A Venice coalition protests against the plan to permanently house the Biennale archives at the Arsenal
Venice is once again mired in protests, this time against plans by the organization behind the Venice Biennale to further occupy the city-owned historic Arsenale.
Parts of the sprawling 118-acre complex of former shipyards have been used as exhibition spaces for the Venice Biennales of Art and Architecture since 1999. In 2012, the state transferred ownership of two-thirds of the complex to the municipality.
Now protesters are trying to halt plans by the arts organization to take up even more space in the complex as a permanent site for the Biennale’s historical archives. The initiative is expected to use 20 million euros ($22.8 million) in public funds and 105 million euros ($119.7 million) from Italy’s pandemic recovery fund.
Members of Forum Futuro Arsenale have sketched out an alternative vision for Arsenale in a 50 page proposal published in 2015. It presents the reclaiming of historic space as a key to reclaiming the city for residents rather than tourists, at a time when the city’s actual population is shrinking and local services are suffering. It is said:
To think of Venice as a “historic center” (centro storico) dooms the city to extinction. With a concerted effort, the mass exodus of Venetian residents can be reduced and the long-term quality of life in the city ensured.
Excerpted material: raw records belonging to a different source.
//! Computed outcome types
//!
//! Line items, the cost breakdown and the KPI set are derived per compute
//! call, have no identity beyond the call, and are never persisted by the
//! engine. All three are wire-exact JSON for the consuming dashboard.

use serde::{Deserialize, Serialize};

use super::rule::CostCategory;

/// A priced instantiation of one catalog rule against one scenario
#[derive(Debug, Clone, PartialEq, Serialize, Deserialize)]
pub struct LineItem {
    /// Rule code
    pub code: String,

    /// Rule name
    pub name: String,

    /// Rule category
    pub category: CostCategory,

    /// Resolved quantity the rule was priced against
    /// (1 for fixed and percent-of-value charges)
    pub qty: f64,

    /// Display unit, carried from the rule
    pub unit: String,

    /// Rate or percentage, carried from the rule
    pub unit_amount_usd: f64,

    /// Computed line cost (USD); negative values are rebates
    pub cost_usd: f64,
}

/// Named cost buckets plus the full ordered line sequence
///
/// `cogs`, `shrinkage`, `finance` and `partner_profit` are derived from
/// the scenario, not from catalog lines; `logistics_excl_cogs_ins` and
/// `insurance` sum the evaluated lines by category.
#[derive(Debug, Clone, PartialEq, Serialize, Deserialize)]
pub struct Breakdown {
    /// Cost of goods sold: `buy_price_per_mt * volume_mt`
    pub cogs: f64,

    /// Sum of all logistics-type categories (everything except product
    /// and insurance)
    pub logistics_excl_cogs_ins: f64,

    /// Sum of insurance-category lines
    pub insurance: f64,

    /// Value lost to product loss: `shrinkage_pct / 100 * cogs`
    pub shrinkage: f64,

    /// Working-capital financing cost of the payment-timing gap
    pub finance: f64,

    /// Partner profit share of revenue; present only when nonzero
    #[serde(default, skip_serializing_if = "Option::is_none")]
    pub partner_profit: Option<f64>,

    /// Evaluated lines, catalog order preserved
    pub lines: Vec<LineItem>,

    /// Route legs (origin, terminus) for the destination, for map rendering
    pub route_legs: Vec<(String, String)>,
}

impl Breakdown {
    /// Sum of every bucket: the scenario's total cost
    pub fn total_cost(&self) -> f64 {
        self.cogs
            + self.logistics_excl_cogs_ins
            + self.insurance
            + self.shrinkage
            + self.finance
            + self.partner_profit.unwrap_or(0.0)
    }
}

/// Profitability KPIs derived from the breakdown
#[derive(Debug, Clone, PartialEq, Serialize, Deserialize)]
pub struct KpiSet {
    /// Revenue at the effective sell price
    pub gross_revenue: f64,

    /// Sum of all breakdown buckets
    pub total_cost: f64,

    /// `gross_revenue - total_cost`
    pub net_margin: f64,

    /// Margin as a fraction of revenue; `null` when revenue is zero
    /// (a zero-revenue scenario is degenerate but valid)
    pub net_margin_pct: Option<f64>,

    /// Margin per metric ton
    pub net_margin_per_mt: f64,

    /// Sell price at which net margin is exactly zero:
    /// `total_cost / volume_mt`
    pub break_even_sell_per_mt: f64,
}

/// Full result of one compute call
#[derive(Debug, Clone, PartialEq, Serialize, Deserialize)]
pub struct ComputeResult {
    /// Cost buckets and lines
    pub breakdown: Breakdown,

    /// Profitability KPIs
    pub kpis: KpiSet,
}
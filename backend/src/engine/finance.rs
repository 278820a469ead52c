//! Finance cost calculator
//!
//! Working-capital cost of the payment-timing gap: capital is tied up
//! from supplier payment (`dpo_buy_days`) until customer collection
//! (`dso_sell_days`), plus the storage holding period. The financed
//! principal is COGS — the simplest defensible basis.
//!
//! A supplier-terms-longer-than-customer-terms gap floors at zero days;
//! financing never produces a negative cost.

use crate::models::scenario::Scenario;

const DAYS_PER_MONTH: f64 = 30.0;
const DAYS_PER_YEAR: f64 = 365.0;

/// Days the principal is financed for
pub fn financed_days(scenario: &Scenario) -> f64 {
    (scenario.dso_sell_days - scenario.dpo_buy_days).max(0.0)
        + scenario.storage_months * DAYS_PER_MONTH
}

/// Finance cost: `cogs * rate/100 * financed_days/365`
pub fn finance_cost(scenario: &Scenario, cogs: f64) -> f64 {
    cogs * (scenario.annual_finance_rate_pct / 100.0) * (financed_days(scenario) / DAYS_PER_YEAR)
}
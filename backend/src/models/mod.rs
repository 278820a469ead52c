//! Domain models
//!
//! Inputs (Scenario, CostRule) and computed outputs (LineItem, Breakdown,
//! KpiSet). All wire-facing; field names are fixed for dashboard
//! compatibility.

pub mod outcome;
pub mod rule;
pub mod scenario;
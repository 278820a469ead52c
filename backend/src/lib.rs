//! Trade Calculator Core - Rust Engine
//!
//! Scenario-based trade costing for commodity shipments: given a
//! shipment scenario and a cost catalog, resolve the applicable rules,
//! price them into line items, aggregate cost buckets and derive
//! profitability KPIs (revenue, total cost, net margin, break-even).
//!
//! # Architecture
//!
//! - **models**: Domain types (Scenario, CostRule, Breakdown, KpiSet)
//! - **catalog**: Catalog container, validation, seed data, admin store
//! - **engine**: The pure compute pipeline (scope → quantity → lines →
//!   buckets → finance → KPIs)
//! - **api**: The external boundary the dashboard and CLI consume
//!
//! # Critical Invariants
//!
//! 1. The engine is pure and deterministic: one scenario and one catalog
//!    snapshot in, one result out, no I/O
//! 2. Catalog consistency (unique codes, behavior/qty-source pairing) is
//!    enforced at load/update time, never on the compute hot path
//! 3. Wire field names and enum tags are fixed for dashboard
//!    compatibility

// Module declarations
pub mod api;
pub mod catalog;
pub mod engine;
pub mod models;

// Re-exports for convenience
pub use api::TradeCalculator;
pub use catalog::{seed_rules, CatalogError, CatalogStore, CostCatalog};
pub use engine::{compute, value_basis, ComputeError, ValueBasis};
pub use models::{
    outcome::{Breakdown, ComputeResult, KpiSet, LineItem},
    rule::{Behavior, CostCategory, CostRule, DestScope, QtySource},
    scenario::{Destination, Incoterm, Scenario},
};
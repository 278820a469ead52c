//! Catalog store
//!
//! The mutable home of the cost rules, edited by the admin collaborator.
//! Every mutation is validated on the way in; the engine only ever sees
//! the store through [`CatalogStore::snapshot`], an immutable catalog
//! taken at call time. No compute ever reads through to live store state
//! mid-computation.

use crate::models::rule::CostRule;

use super::{seed_rules, validate_rule, CatalogError, CostCatalog};

/// Ordered, validated collection of cost rules with admin mutations
#[derive(Debug, Clone)]
pub struct CatalogStore {
    rules: Vec<CostRule>,
}

impl CatalogStore {
    /// Create a store holding the seed rule set
    pub fn new() -> Self {
        Self {
            rules: seed_rules(),
        }
    }

    /// Create a store from an explicit rule set (validated)
    pub fn from_rules(rules: Vec<CostRule>) -> Result<Self, CatalogError> {
        // Reuse catalog construction for row + uniqueness validation
        let catalog = CostCatalog::from_rules(rules)?;
        Ok(Self {
            rules: catalog.into(),
        })
    }

    /// Rules currently in effect, in catalog order
    pub fn list(&self) -> &[CostRule] {
        &self.rules
    }

    /// Append a rule
    ///
    /// # Errors
    /// `DuplicateCostCode` if the code is already present, or any row
    /// validation failure.
    pub fn add(&mut self, rule: CostRule) -> Result<(), CatalogError> {
        validate_rule(&rule)?;
        if self.rules.iter().any(|r| r.code == rule.code) {
            return Err(CatalogError::DuplicateCostCode { code: rule.code });
        }
        self.rules.push(rule);
        Ok(())
    }

    /// Replace the rule identified by `code` with `rule` (full body)
    ///
    /// The replacement may change the code; the new code must not collide
    /// with any other rule. Position in the catalog order is kept.
    ///
    /// # Errors
    /// `UnknownCostCode` if no rule has `code`; `DuplicateCostCode` if the
    /// replacement code collides; or any row validation failure.
    pub fn update(&mut self, code: &str, rule: CostRule) -> Result<(), CatalogError> {
        validate_rule(&rule)?;

        let index = self
            .rules
            .iter()
            .position(|r| r.code == code)
            .ok_or_else(|| CatalogError::UnknownCostCode {
                code: code.to_string(),
            })?;

        if rule.code != code && self.rules.iter().any(|r| r.code == rule.code) {
            return Err(CatalogError::DuplicateCostCode { code: rule.code });
        }

        self.rules[index] = rule;
        Ok(())
    }

    /// Restore the seed rule set
    pub fn reset(&mut self) {
        self.rules = seed_rules();
    }

    /// Immutable catalog snapshot for one compute call
    pub fn snapshot(&self) -> CostCatalog {
        CostCatalog::from_validated(self.rules.clone())
    }
}

impl Default for CatalogStore {
    fn default() -> Self {
        Self::new()
    }
}

#[cfg(test)]
mod tests {
    use super::*;
    use crate::models::rule::{Behavior, CostCategory, DestScope, QtySource};

    fn fixed_rule(code: &str, amount: f64) -> CostRule {
        CostRule::new(
            code,
            "Fixed charge",
            Behavior::FixedPerShipment,
            amount,
            "shipment",
            QtySource::One,
            DestScope::for_code("LUB"),
            CostCategory::Admin,
        )
    }

    #[test]
    fn update_replaces_in_place() {
        let mut store = CatalogStore::from_rules(vec![
            fixed_rule("A", 100.0),
            fixed_rule("B", 200.0),
        ])
        .unwrap();

        store.update("A", fixed_rule("A", 150.0)).unwrap();
        assert_eq!(store.list()[0].unit_amount_usd, 150.0);
        assert_eq!(store.list()[1].code, "B");
    }

    #[test]
    fn update_unknown_code_errors() {
        let mut store = CatalogStore::from_rules(vec![fixed_rule("A", 100.0)]).unwrap();
        let err = store.update("MISSING", fixed_rule("A", 1.0)).unwrap_err();
        assert_eq!(
            err,
            CatalogError::UnknownCostCode {
                code: "MISSING".to_string()
            }
        );
    }

    #[test]
    fn update_cannot_collide_codes() {
        let mut store = CatalogStore::from_rules(vec![
            fixed_rule("A", 100.0),
            fixed_rule("B", 200.0),
        ])
        .unwrap();

        let err = store.update("A", fixed_rule("B", 1.0)).unwrap_err();
        assert!(matches!(err, CatalogError::DuplicateCostCode { .. }));
    }

    #[test]
    fn reset_restores_seed() {
        let mut store = CatalogStore::new();
        let seeded = store.list().len();

        store.add(fixed_rule("EXTRA", 10.0)).unwrap();
        assert_eq!(store.list().len(), seeded + 1);

        store.reset();
        assert_eq!(store.list().len(), seeded);
        assert!(!store.list().iter().any(|r| r.code == "EXTRA"));
    }

    #[test]
    fn snapshot_is_isolated_from_later_edits() {
        let mut store = CatalogStore::from_rules(vec![fixed_rule("A", 100.0)]).unwrap();
        let snapshot = store.snapshot();

        store.update("A", fixed_rule("A", 999.0)).unwrap();
        assert_eq!(snapshot.rules()[0].unit_amount_usd, 100.0);
    }
}
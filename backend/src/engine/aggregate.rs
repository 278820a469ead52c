//! Category aggregator
//!
//! Sums evaluated lines into the named cost buckets and attaches the
//! scenario-derived buckets:
//! - `cogs = buy_price_per_mt * volume_mt` (never a catalog line)
//! - `insurance` sums insurance-category lines
//! - every other category sums into `logistics_excl_cogs_ins`
//! - `shrinkage = shrinkage_pct / 100 * cogs`, computed once here
//! - `partner_profit = partner_profit_pct / 100 * sell value`, present
//!   only when nonzero
//!
//! Finance is filled in by the pipeline after this step; shrinkage,
//! finance and partner profit are never part of the per-line loop, so
//! nothing is double-counted.

use crate::models::outcome::{Breakdown, LineItem};
use crate::models::rule::CostCategory;
use crate::models::scenario::Scenario;

/// Build the breakdown from evaluated lines (finance still zero)
pub fn aggregate(scenario: &Scenario, lines: Vec<LineItem>) -> Breakdown {
    let cogs = scenario.buy_value_usd();

    let mut logistics = 0.0;
    let mut insurance = 0.0;
    for line in &lines {
        match line.category {
            CostCategory::Insurance => insurance += line.cost_usd,
            // Product never survives scope resolution; anything else is a
            // logistics-type category
            _ => logistics += line.cost_usd,
        }
    }

    let shrinkage = scenario.shrinkage_pct / 100.0 * cogs;

    let partner_profit = if scenario.partner_profit_pct != 0.0 {
        Some(scenario.partner_profit_pct / 100.0 * scenario.sell_value_usd())
    } else {
        None
    };

    let route_legs = scenario
        .destination
        .route_legs()
        .iter()
        .map(|(from, to)| (from.to_string(), to.to_string()))
        .collect();

    Breakdown {
        cogs,
        logistics_excl_cogs_ins: logistics,
        insurance,
        shrinkage,
        finance: 0.0,
        partner_profit,
        lines,
        route_legs,
    }
}
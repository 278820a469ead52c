//! Admin-path tests: catalog read, add, update, reset through the facade
//!
//! The engine consumes catalog state only through snapshots; these tests
//! pin down the mutation surface the admin screen drives.

use trade_calculator_core_rs::{
    Behavior, CatalogError, CostCategory, CostRule, Destination, DestScope, QtySource, Scenario,
    TradeCalculator,
};

fn extra_rule(code: &str) -> CostRule {
    CostRule::new(
        code,
        "Extra fixed levy",
        Behavior::FixedPerShipment,
        1000.0,
        "shipment",
        QtySource::One,
        DestScope::for_code("LUB"),
        CostCategory::Admin,
    )
}

#[test]
fn costs_lists_seed_in_order() {
    let calc = TradeCalculator::new();
    let costs = calc.costs();

    assert!(!costs.is_empty());
    // Seed starts with the three COGS placeholder rows
    assert!(costs[0].code.starts_with("COGS_"));
}

#[test]
fn added_rule_prices_into_next_compute() {
    let mut calc = TradeCalculator::new();
    let scenario = Scenario::new(Destination::Lubumbashi, 700.0, 530.0).with_sell_price(1700.0);

    let before = calc.compute(&scenario).unwrap();
    calc.add_cost(extra_rule("EXTRA_LEVY")).unwrap();
    let after = calc.compute(&scenario).unwrap();

    let delta = after.breakdown.logistics_excl_cogs_ins - before.breakdown.logistics_excl_cogs_ins;
    assert!((delta - 1000.0).abs() < 1e-9);
    assert!(after.breakdown.lines.iter().any(|l| l.code == "EXTRA_LEVY"));
}

#[test]
fn duplicate_add_rejected() {
    let mut calc = TradeCalculator::new();
    calc.add_cost(extra_rule("EXTRA_LEVY")).unwrap();

    let err = calc.add_cost(extra_rule("EXTRA_LEVY")).unwrap_err();
    assert!(matches!(err, CatalogError::DuplicateCostCode { .. }));
}

#[test]
fn update_unknown_code_is_an_error() {
    let mut calc = TradeCalculator::new();
    let err = calc.update_cost("NOT_A_RULE", extra_rule("NOT_A_RULE")).unwrap_err();
    assert_eq!(
        err,
        CatalogError::UnknownCostCode {
            code: "NOT_A_RULE".to_string()
        }
    );
}

#[test]
fn update_validates_behavior_pairing() {
    let mut calc = TradeCalculator::new();

    let mut broken = extra_rule("INSP_BIVAC");
    broken.qty_source = QtySource::Trucks; // fixed_per_shipment expects "1"

    let err = calc.update_cost("INSP_BIVAC", broken).unwrap_err();
    assert!(matches!(err, CatalogError::IncompatibleQuantitySource { .. }));
}

#[test]
fn derived_categories_cannot_be_catalog_rows() {
    let mut calc = TradeCalculator::new();

    let mut rule = extra_rule("SHRINK_ROW");
    rule.category = CostCategory::Shrinkage;

    let err = calc.add_cost(rule).unwrap_err();
    assert!(matches!(err, CatalogError::ReservedCategory { .. }));
}

#[test]
fn reset_undoes_edits() {
    let mut calc = TradeCalculator::new();
    let scenario = Scenario::new(Destination::Lubumbashi, 700.0, 530.0).with_sell_price(1700.0);

    let before = calc.compute(&scenario).unwrap();
    calc.add_cost(extra_rule("EXTRA_LEVY")).unwrap();

    calc.reset_costs();
    let after = calc.compute(&scenario).unwrap();
    assert_eq!(before, after);
}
Since ownership of the Arsenale complex was transferred to the Municipality of Venice by the state in 2012, the Forum Futuro Arsenale (FFA) has identified the regeneration of this area as perhaps the last chance to forge a future healthy for Venice as a city. So far isolated from the negative effects of mass tourism that manifest themselves in the rest of Venice, the Arsenale is an area large enough to significantly influence the socio-economic development of the city and yet sufficiently autonomous to be administered with a unified and integrated whole. vision.
The FFA proposes that the contested space be revitalized as a site for traditional crafts and boat maintenance. It also plans a floating maritime museum and recording and dance studios for local artists.
The mayor’s office, however, threw its support behind the Biennale’s plans. A spokesman for Mayor Luigi Brugnaro’s office said TANNING that the current action plan would allow for redevelopment and free the city from a previous agreement that required the city to allow the navy to use a closed portion of space for free. If the proposal is accepted, this space would free up the Galeazze Channel as a shortcut for boats to cross while traveling from the San Marco basin to the northern lagoon.
In a meeting on February 2, the Biennale’s president said the archive proposal would benefit both the arts organization and the people of the city, who would enjoy “an open and vibrant center all year round. ‘year”.